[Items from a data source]
====================
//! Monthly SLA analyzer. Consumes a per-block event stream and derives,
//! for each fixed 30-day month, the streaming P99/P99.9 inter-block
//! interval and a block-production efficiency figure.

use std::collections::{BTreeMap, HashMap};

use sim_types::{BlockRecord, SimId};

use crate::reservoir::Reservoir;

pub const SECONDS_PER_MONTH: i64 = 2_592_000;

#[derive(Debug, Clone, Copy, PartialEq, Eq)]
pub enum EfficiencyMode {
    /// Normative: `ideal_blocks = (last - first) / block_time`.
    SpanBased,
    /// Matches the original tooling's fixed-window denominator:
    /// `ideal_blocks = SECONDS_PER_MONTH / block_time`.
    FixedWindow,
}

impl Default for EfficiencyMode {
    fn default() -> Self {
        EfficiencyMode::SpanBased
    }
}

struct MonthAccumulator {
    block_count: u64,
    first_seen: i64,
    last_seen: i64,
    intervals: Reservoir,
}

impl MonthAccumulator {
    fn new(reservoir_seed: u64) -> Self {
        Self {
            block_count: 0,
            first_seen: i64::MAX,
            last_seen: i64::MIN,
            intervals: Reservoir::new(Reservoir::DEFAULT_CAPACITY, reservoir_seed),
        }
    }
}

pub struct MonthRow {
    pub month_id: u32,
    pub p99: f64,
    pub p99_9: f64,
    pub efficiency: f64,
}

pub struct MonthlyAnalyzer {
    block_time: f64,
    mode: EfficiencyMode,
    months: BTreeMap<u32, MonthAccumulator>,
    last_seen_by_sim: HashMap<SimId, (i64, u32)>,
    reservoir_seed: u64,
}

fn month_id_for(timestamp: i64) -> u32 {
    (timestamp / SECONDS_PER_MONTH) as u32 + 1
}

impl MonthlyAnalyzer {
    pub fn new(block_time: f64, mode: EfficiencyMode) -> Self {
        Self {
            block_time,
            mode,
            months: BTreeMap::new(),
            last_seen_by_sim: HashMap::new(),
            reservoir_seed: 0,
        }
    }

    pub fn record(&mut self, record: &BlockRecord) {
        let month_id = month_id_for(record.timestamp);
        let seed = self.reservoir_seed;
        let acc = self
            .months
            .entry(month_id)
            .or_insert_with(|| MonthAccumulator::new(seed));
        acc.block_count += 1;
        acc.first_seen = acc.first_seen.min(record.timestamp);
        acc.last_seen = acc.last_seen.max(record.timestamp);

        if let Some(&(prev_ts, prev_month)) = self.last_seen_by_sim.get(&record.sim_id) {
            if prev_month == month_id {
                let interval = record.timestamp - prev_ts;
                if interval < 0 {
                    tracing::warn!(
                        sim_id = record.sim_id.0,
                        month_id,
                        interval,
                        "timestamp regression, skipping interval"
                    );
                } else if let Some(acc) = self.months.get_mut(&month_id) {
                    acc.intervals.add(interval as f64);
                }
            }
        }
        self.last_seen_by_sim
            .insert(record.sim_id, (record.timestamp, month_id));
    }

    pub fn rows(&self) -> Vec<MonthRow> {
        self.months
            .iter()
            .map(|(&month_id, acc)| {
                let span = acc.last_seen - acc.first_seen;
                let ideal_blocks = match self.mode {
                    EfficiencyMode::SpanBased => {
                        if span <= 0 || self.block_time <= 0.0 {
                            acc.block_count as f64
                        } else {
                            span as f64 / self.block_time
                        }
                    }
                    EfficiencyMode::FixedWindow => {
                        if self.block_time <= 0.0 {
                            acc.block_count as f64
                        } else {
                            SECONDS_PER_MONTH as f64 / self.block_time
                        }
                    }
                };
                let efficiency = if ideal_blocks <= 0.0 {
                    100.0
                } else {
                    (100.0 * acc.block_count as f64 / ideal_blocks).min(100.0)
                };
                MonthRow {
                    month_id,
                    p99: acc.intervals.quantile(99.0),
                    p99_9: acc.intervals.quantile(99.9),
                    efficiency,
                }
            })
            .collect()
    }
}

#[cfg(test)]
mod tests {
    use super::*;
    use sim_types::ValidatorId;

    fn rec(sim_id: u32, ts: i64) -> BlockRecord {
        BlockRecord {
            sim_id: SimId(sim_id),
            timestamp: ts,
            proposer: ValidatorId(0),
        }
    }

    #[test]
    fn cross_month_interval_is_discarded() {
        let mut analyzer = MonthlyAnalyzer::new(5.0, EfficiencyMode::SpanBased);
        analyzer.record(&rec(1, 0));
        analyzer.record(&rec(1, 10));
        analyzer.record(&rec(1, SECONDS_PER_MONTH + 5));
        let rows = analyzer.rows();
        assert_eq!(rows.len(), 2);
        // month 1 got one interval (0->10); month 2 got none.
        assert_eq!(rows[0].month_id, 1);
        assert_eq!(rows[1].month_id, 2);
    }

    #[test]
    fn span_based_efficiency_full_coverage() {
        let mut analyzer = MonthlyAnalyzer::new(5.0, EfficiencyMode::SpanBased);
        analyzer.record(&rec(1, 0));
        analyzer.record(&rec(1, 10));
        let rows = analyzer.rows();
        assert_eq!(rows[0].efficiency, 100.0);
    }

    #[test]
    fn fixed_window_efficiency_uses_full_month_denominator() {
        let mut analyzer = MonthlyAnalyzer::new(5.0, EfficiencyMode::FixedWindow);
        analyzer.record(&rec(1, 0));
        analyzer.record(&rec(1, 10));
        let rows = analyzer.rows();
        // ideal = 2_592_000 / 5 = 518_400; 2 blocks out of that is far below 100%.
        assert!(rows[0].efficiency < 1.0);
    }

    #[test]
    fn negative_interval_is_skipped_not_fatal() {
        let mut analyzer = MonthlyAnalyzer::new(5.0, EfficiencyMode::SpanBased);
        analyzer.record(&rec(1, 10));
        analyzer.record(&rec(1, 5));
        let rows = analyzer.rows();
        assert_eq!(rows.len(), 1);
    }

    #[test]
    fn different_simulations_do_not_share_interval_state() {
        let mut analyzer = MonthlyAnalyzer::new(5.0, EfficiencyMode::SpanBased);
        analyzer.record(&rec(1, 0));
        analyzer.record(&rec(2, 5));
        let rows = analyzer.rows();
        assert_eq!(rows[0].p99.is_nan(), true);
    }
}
====================
- Work to be completed -
After reading the data, retype all of it exactly as it reads.

- Result for this task -
//! Monthly SLA analyzer. Consumes a per-block event stream and derives,
//! for each fixed 30-day month, the streaming P99/P99.9 inter-block
//! interval and a block-production efficiency figure.

use std::collections::{BTreeMap, HashMap};

use sim_types::{BlockRecord, SimId};

use crate::reservoir::Reservoir;

pub const SECONDS_PER_MONTH: i64 = 2_592_000;

#[derive(Debug, Clone, Copy, PartialEq, Eq)]
pub enum EfficiencyMode {
    /// Normative: `ideal_blocks = (last - first) / block_time`.
    SpanBased,
    /// Matches the original tooling's fixed-window denominator:
    /// `ideal_blocks = SECONDS_PER_MONTH / block_time`.
    FixedWindow,
}

impl Default for EfficiencyMode {
    fn default() -> Self {
        EfficiencyMode::SpanBased
    }
}

struct MonthAccumulator {
    block_count: u64,
    first_seen: i64,
    last_seen: i64,
    intervals: Reservoir,
}

impl MonthAccumulator {
    fn new(reservoir_seed: u64) -> Self {
        Self {
            block_count: 0,
            first_seen: i64::MAX,
            last_seen: i64::MIN,
            intervals: Reservoir::new(Reservoir::DEFAULT_CAPACITY, reservoir_seed),
        }
    }
}

pub struct MonthRow {
    pub month_id: u32,
    pub p99: f64,
    pub p99_9: f64,
    pub efficiency: f64,
}

pub struct MonthlyAnalyzer {
    block_time: f64,
    mode: EfficiencyMode,
    months: BTreeMap<u32, MonthAccumulator>,
    last_seen_by_sim: HashMap<SimId, (i64, u32)>,
    reservoir_seed: u64,
}

fn month_id_for(timestamp: i64) -> u32 {
    (timestamp / SECONDS_PER_MONTH) as u32 + 1
}

impl MonthlyAnalyzer {
    pub fn new(block_time: f64, mode: EfficiencyMode) -> Self {
        Self {
            block_time,
            mode,
            months: BTreeMap::new(),
            last_seen_by_sim: HashMap::new(),
            reservoir_seed: 0,
        }
    }

    pub fn record(&mut self, record: &BlockRecord) {
        let month_id = month_id_for(record.timestamp);
        let seed = self.reservoir_seed;
        let acc = self
            .months
            .entry(month_id)
            .or_insert_with(|| MonthAccumulator::new(seed));
        acc.block_count += 1;
        acc.first_seen = acc.first_seen.min(record.timestamp);
        acc.last_seen = acc.last_seen.max(record.timestamp);

        if let Some(&(prev_ts, prev_month)) = self.last_seen_by_sim.get(&record.sim_id) {
            if prev_month == month_id {
                let interval = record.timestamp - prev_ts;
                if interval < 0 {
                    tracing::warn!(
                        sim_id = record.sim_id.0,
                        month_id,
                        interval,
                        "timestamp regression, skipping interval"
                    );
                } else if let Some(acc) = self.months.get_mut(&month_id) {
                    acc.intervals.add(interval as f64);
                }
            }
        }
        self.last_seen_by_sim
            .insert(record.sim_id, (record.timestamp, month_id));
    }

    pub fn rows(&self) -> Vec<MonthRow> {
        self.months
            .iter()
            .map(|(&month_id, acc)| {
                let span = acc.last_seen - acc.first_seen;
                let ideal_blocks = match self.mode {
                    EfficiencyMode::SpanBased => {
                        if span <= 0 || self.block_time <= 0.0 {
                            acc.block_count as f64
                        } else {
                            span as f64 / self.block_time
                        }
                    }
                    EfficiencyMode::FixedWindow => {
                        if self.block_time <= 0.0 {
                            acc.block_count as f64
                        } else {
                            SECONDS_PER_MONTH as f64 / self.block_time
                        }
                    }
                };
                let efficiency = if ideal_blocks <= 0.0 {
                    100.0
                } else {
                    (100.0 * acc.block_count as f64 / ideal_blocks).min(100.0)
                };
                MonthRow {
                    month_id,
                    p99: acc.intervals.quantile(99.0),
                    p99_9: acc.intervals.quantile(99.9),
                    efficiency,
                }
            })
            .collect()
    }
}

#[cfg(test)]
mod tests {
    use super::*;
    use sim_types::ValidatorId;

    fn rec(sim_id: u32, ts: i64) -> BlockRecord {
        BlockRecord {
            sim_id: SimId(sim_id),
            timestamp: ts,
            proposer: ValidatorId(0),
        }
    }

    #[test]
    fn cross_month_interval_is_discarded() {
        let mut analyzer = MonthlyAnalyzer::new(5.0, EfficiencyMode::SpanBased);
        analyzer.record(&rec(1, 0));
        analyzer.record(&rec(1, 10));
        analyzer.record(&rec(1, SECONDS_PER_MONTH + 5));
        let rows = analyzer.rows();
        assert_eq!(rows.len(), 2);
        // month 1 got one interval (0->10); month 2 got none.
        assert_eq!(rows[0].month_id, 1);
        assert_eq!(rows[1].month_id, 2);
    }

    #[test]
    fn span_based_efficiency_full_coverage() {
        let mut analyzer = MonthlyAnalyzer::new(5.0, EfficiencyMode::SpanBased);
        analyzer.record(&rec(1, 0));
        analyzer.record(&rec(1, 10));
        let rows = analyzer.rows();
        assert_eq!(rows[0].efficiency, 100.0);
    }

    #[test]
    fn fixed_window_efficiency_uses_full_month_denominator() {
        let mut analyzer = MonthlyAnalyzer::new(5.0, EfficiencyMode::FixedWindow);
        analyzer.record(&rec(1, 0));
        analyzer.record(&rec(1, 10));
        let rows = analyzer.rows();
        // ideal = 2_592_000 / 5 = 518_400; 2 blocks out of that is far below 100%.
        assert!(rows[0].efficiency < 1.0);
    }

    #[test]
    fn negative_interval_is_skipped_not_fatal() {
        let mut analyzer = MonthlyAnalyzer::new(5.0, EfficiencyMode::SpanBased);
        analyzer.record(&rec(1, 10));
        analyzer.record(&rec(1, 5));
        let rows = analyzer.rows();
        assert_eq!(rows.len(), 1);
    }

    #[test]
    fn different_simulations_do_not_share_interval_state() {
        let mut analyzer = MonthlyAnalyzer::new(5.0, EfficiencyMode::SpanBased);
        analyzer.record(&rec(1, 0));
        analyzer.record(&rec(2, 5));
        let rows = analyzer.rows();
        assert_eq!(rows[0].p99.is_nan(), true);
    }
}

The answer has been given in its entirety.